ANALISIS PAJAK

Pandemi Covid-19 dan 9 Prediksi Pajak di Masa Mendatang

Redaksi DDTCNews
Selasa, 21 April 2020 | 12.15 WIB
ddtc-loaderPandemi Covid-19 dan 9 Prediksi Pajak di Masa Mendatang
Partner of Tax Researcher & Training Service DDTC

BAGAIMANAKAH masa depan sektor pajak dengan adanya pandemi covid-19? Untuk menjawab hal ini jelas tidak mudah karena kita terbentur oleh dua pertanyaan lainnya. Seberapa lama pandemi ini akan berlangsung dan seberapa dalam dampaknya bagi aktivitas sosial-ekonomi?

Kedua pertanyaan tersebut jelas akan menentukan prospek ekonomi tahun ini dan tahun yang akan datang. Kita berada dalam bayang-bayang double economic shock, baik dari sisi penawaran maupun permintaan.

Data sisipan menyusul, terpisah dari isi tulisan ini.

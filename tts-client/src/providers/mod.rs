//! Speech backend implementations

mod google_translate;
pub mod mock;

pub use google_translate::{GoogleTranslateProvider, MAX_REQUEST_CHARS, split_for_requests};
pub use mock::MockBackend;

use crate::error::Result;
use crate::provider::SpeechBackend;

/// Supported backend types
#[derive(Debug, Clone, Copy, PartialEq, Eq)]
pub enum BackendKind {
    GoogleTranslate,
}

/// Create the backend used for narration
pub fn get_backend(
    kind: BackendKind,
    client: Option<reqwest::Client>,
) -> Result<Box<dyn SpeechBackend>> {
    match kind {
        BackendKind::GoogleTranslate => match client {
            Some(client) => Ok(Box::new(GoogleTranslateProvider::with_client(client))),
            None => Ok(Box::new(GoogleTranslateProvider::new()?)),
        },
    }
}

Terganggunya rantai suplai global, pembatasan sosial, serta kelancaran cash flow akan berpengaruh dari sisi penawaran. Sementara itu, ancaman gelombang pemutusan hubungan kerja (PHK) dan berkurangnya penghasilan harian memengaruhi sisi permintaan.

Durasi dan kedalaman dampak pandemi covid-19 ini juga akan menentukan jenis dan besaran instrumen fiskal pemerintah di banyak negara. Masalahnya, bagaimana daya tahan anggaran pemerintah?

Pengalaman berbagai krisis sebelumnya – mulai dari depresi besar 1930 hingga krisis keuangan global 2008 – memperlihatkan bagaimana kebijakan fiskal yang ekspansif kerap jadi opsi yang diambil oleh berbagai negara. Belanja yang besar dan relaksasi pemungutan pajak adalah jurus utamanya. Tujuannya, menyelamatkan ekonomi.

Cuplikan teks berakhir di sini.